Triplets are a favourite of drummers. You can hear them in the solo during "Comfortably Numb", also during "Remedy" by the Black Crows, where you can hear the singer exclaim excitedly afterwards. The one at the end of the bridge in Fuel's "Bittersweet" IMO is overdone.
Steely Dan have a term for funky drum fills. It's schneckability (http://www.steelydan.com/glossary.html). The drum fill at the end of the chorus of "King of the World" definitely has schneckability. It has the quality of almost being "behind the beat", as if the drummer was chewing on a Cuban and had a pina colada on the floor tom.
We owe a debt to Africa.
Pugly
17 Feb 2006, 03:55 AM
I like strange catchy rhythms. I was teaching myself polyrhythms for a time, any time of the day you could see me tap out something trying to get a polyrythm done. Anything with 5s is tricky for me, 5 over 4s and 5 over 3s. I still tap out any sort of crazy rhythm on surfaces near my vicinity.

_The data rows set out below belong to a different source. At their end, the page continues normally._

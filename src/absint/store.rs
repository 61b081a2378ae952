//! Write-once store of abstract values, keyed by node identity.

use rayon::prelude::*;

use crate::absint::AbstractValue;
use crate::graph::{CompilationUnit, GraphNode, NodeId, NodeKind};

/// Abstract values for one compilation unit.
///
/// Computed by a bounded fixed-point over the arena before any rule query
/// runs, then never mutated (recompute-on-change, not incremental). Only
/// numeric-expression kinds carry entries: integer literals, binary
/// expressions, declarators (through their initializer), and resolved
/// references (through their declaration). Every other node has no entry.
pub struct AbstractValueStore {
    values: Vec<Option<AbstractValue>>,
}

impl AbstractValueStore {
    /// Run the propagation to fixpoint.
    ///
    /// Each pass applies the transfer function to every node against an
    /// immutable snapshot of the previous pass, so passes parallelize
    /// cleanly and the result is deterministic. Value chains are at most as
    /// long as the arena, which bounds the pass count.
    pub fn compute(unit: &CompilationUnit) -> Self {
        let mut values: Vec<Option<AbstractValue>> = vec![None; unit.len()];

        for _ in 0..=unit.len() {
            let next: Vec<Option<AbstractValue>> = unit
                .nodes
                .par_iter()
                .map(|node| transfer(node, &values))
                .collect();
            if next == values {
                break;
            }
            values = next;
        }

        Self { values }
    }

    /// The abstract value associated with a node, if the node denotes a
    /// numeric-valued expression.
    pub fn get(&self, id: NodeId) -> Option<&AbstractValue> {
        self.values.get(id.index()).and_then(|v| v.as_ref())
    }

    /// Number of nodes carrying a value.
    pub fn len(&self) -> usize {
        self.values.iter().filter(|v| v.is_some()).count()
    }

    pub fn is_empty(&self) -> bool {
        self.len() == 0
    }

    /// Test-only: a store with explicit contents, for exercising the
    /// missing-value invariant without corrupting a real computation.
    #[cfg(test)]
    pub(crate) fn from_values(values: Vec<Option<AbstractValue>>) -> Self {
        Self { values }
    }
}

/// Value lookup against the previous pass; absent entries read as `Unknown`.
fn lookup(values: &[Option<AbstractValue>], id: NodeId) -> AbstractValue {
    values
        .get(id.index())
        .and_then(|v| *v)
        .unwrap_or(AbstractValue::Unknown)
}

/// One application of the transfer function.
fn transfer(node: &GraphNode, values: &[Option<AbstractValue>]) -> Option<AbstractValue> {
    match &node.kind {
        NodeKind::IntegerLiteral { value } => Some(AbstractValue::exact(*value)),
        NodeKind::BinaryExpression { op, lhs, rhs } => Some(AbstractValue::apply(
            *op,
            lookup(values, *lhs),
            lookup(values, *rhs),
        )),
        // A declarator takes the value of its single initializer;
        // reassignment is not modeled.
        NodeKind::Declarator { initializer, .. } => Some(
            initializer
                .map(|init| lookup(values, init))
                .unwrap_or(AbstractValue::Unknown),
        ),
        // A resolved reference takes its declaration's value; unresolved
        // references stay unknown.
        NodeKind::UnknownReference { declaration, .. } => Some(
            declaration
                .map(|decl| lookup(values, decl))
                .unwrap_or(AbstractValue::Unknown),
        ),
        NodeKind::BooleanLiteral { .. }
        | NodeKind::MethodInvocation { .. }
        | NodeKind::ObjectCreation { .. }
        | NodeKind::MemberAccess { .. }
        | NodeKind::Block => None,
    }
}

#[cfg(test)]
mod tests {
    use super::*;
    use crate::graph::{BinaryOp, GraphBuilder, Span};

    #[test]
    fn test_literal_is_singleton_interval() {
        let mut b = GraphBuilder::new("t.cs");
        let lit = b.integer_literal(16, Span::line(1));
        let unit = b.finish().unwrap();

        let store = AbstractValueStore::compute(&unit);
        assert_eq!(store.get(lit), Some(&AbstractValue::exact(16)));
    }

    #[test]
    fn test_binary_expression_folds() {
        let mut b = GraphBuilder::new("t.cs");
        let eight = b.integer_literal(8, Span::line(1));
        let two = b.integer_literal(2, Span::line(1));
        let product = b.binary(BinaryOp::Mul, eight, two, Span::line(1));
        let unit = b.finish().unwrap();

        let store = AbstractValueStore::compute(&unit);
        assert_eq!(store.get(product), Some(&AbstractValue::exact(16)));
    }

    #[test]
    fn test_reference_chases_declaration() {
        // int sz = 16; use of sz
        let mut b = GraphBuilder::new("t.cs");
        let lit = b.integer_literal(16, Span::line(1));
        let decl = b.declarator("sz", Some("int"), Some(lit), Span::line(1));
        let use_site = b.reference("sz", Some(decl), Span::line(2));
        let unit = b.finish().unwrap();

        let store = AbstractValueStore::compute(&unit);
        assert_eq!(store.get(decl), Some(&AbstractValue::exact(16)));
        assert_eq!(store.get(use_site), Some(&AbstractValue::exact(16)));
    }

    #[test]
    fn test_chain_through_two_declarations() {
        // int a = 16; int b = a; use of b
        let mut b = GraphBuilder::new("t.cs");
        let lit = b.integer_literal(16, Span::line(1));
        let decl_a = b.declarator("a", Some("int"), Some(lit), Span::line(1));
        let ref_a = b.reference("a", Some(decl_a), Span::line(2));
        let decl_b = b.declarator("b", Some("int"), Some(ref_a), Span::line(2));
        let ref_b = b.reference("b", Some(decl_b), Span::line(3));
        let unit = b.finish().unwrap();

        let store = AbstractValueStore::compute(&unit);
        assert_eq!(store.get(ref_b), Some(&AbstractValue::exact(16)));
    }

    #[test]
    fn test_runtime_value_stays_unknown() {
        // byte[] key = ReadKey(); use of key
        let mut b = GraphBuilder::new("t.cs");
        let call = b.method_invocation("ReadKey", None, &[], Span::line(1));
        let decl = b.declarator("key", Some("byte[]"), Some(call), Span::line(1));
        let use_site = b.reference("key", Some(decl), Span::line(2));
        let unit = b.finish().unwrap();

        let store = AbstractValueStore::compute(&unit);
        assert_eq!(store.get(call), None);
        assert_eq!(store.get(decl), Some(&AbstractValue::Unknown));
        assert_eq!(store.get(use_site), Some(&AbstractValue::Unknown));
    }

    #[test]
    fn test_unresolved_reference_is_unknown() {
        let mut b = GraphBuilder::new("t.cs");
        let r = b.reference("mystery", None, Span::line(1));
        let unit = b.finish().unwrap();

        let store = AbstractValueStore::compute(&unit);
        assert_eq!(store.get(r), Some(&AbstractValue::Unknown));
    }

    #[test]
    fn test_non_numeric_nodes_have_no_entry() {
        let mut b = GraphBuilder::new("t.cs");
        let root = b.block(Span::line(1));
        let flag = b.boolean_literal(true, Span::line(1));
        let creation = b.object_creation("KeyParameter", &[], Span::line(1));
        b.attach(root, creation);
        let unit = b.finish().unwrap();

        let store = AbstractValueStore::compute(&unit);
        assert_eq!(store.get(root), None);
        assert_eq!(store.get(flag), None);
        assert_eq!(store.get(creation), None);
    }

    #[test]
    fn test_determinism() {
        let mut b = GraphBuilder::new("t.cs");
        let lit = b.integer_literal(8, Span::line(1));
        let two = b.integer_literal(2, Span::line(1));
        let shifted = b.binary(BinaryOp::Shl, lit, two, Span::line(1));
        let decl = b.declarator("n", Some("int"), Some(shifted), Span::line(1));
        let unit = b.finish().unwrap();

        let a = AbstractValueStore::compute(&unit);
        let c = AbstractValueStore::compute(&unit);
        for id in unit.nodes.iter().map(|n| n.id) {
            assert_eq!(a.get(id), c.get(id));
        }
        assert_eq!(a.get(decl), Some(&AbstractValue::exact(32)));
    }
}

I also like quarter note triplets, or really breaking up any non 8th note in groups of 3.
When I played drums, I was never really great since I was always exploring a rhythm that was a tad beyond my means and would lose the beat. I've been thinking about picking it up again though, just to explore strange beats and off kilter time.
Now that I've been writing songs using a midi sequencer, I can make the drums as crazy as I want. But I try to make it fit the song. I like the drums to be an active part of the listening experience, where there is some semblence of time keeping but the drums are a strange and interesting part of the song that is worthy of your attention.
last_caress
17 Feb 2006, 03:57 AM
Don't forget "The Crunge"
Syncopation is a lot of what I like about more inventive drum+bass and breakcore.
Also see Meshuggah, especially Destroy Erase Improve and Chaosphere.
Serotonin
17 Feb 2006, 04:02 AM
Don't forget "The Crunge"
Doesn't count because the signature is 9/8. So you don't know whether a beat is an on or an off beat, or indeed if they even exist.
"Houses of the Holy" the song (off Physical Graffiti) is fiendishly and deceptively hard to pick the on/off beat in the first couple of seconds when Bonham comes in. A friend of mine plays drums and he broke his sticks in frustration trying to play the beat.
Inventive breakbeats can be ok once in a while, but for me I need the organic drums.
kuranes
17 Feb 2006, 04:59 AM
A friend of mine believes it was Bonham who was the key catalyst/ingredient that made LZ what it was. Not Page or Plant. They certainly fizzled when he left, that's for sure. I always liked his drumming, but I must admit I never thought of him as the key player. ( Though I always knew how important Charlie Watts was. )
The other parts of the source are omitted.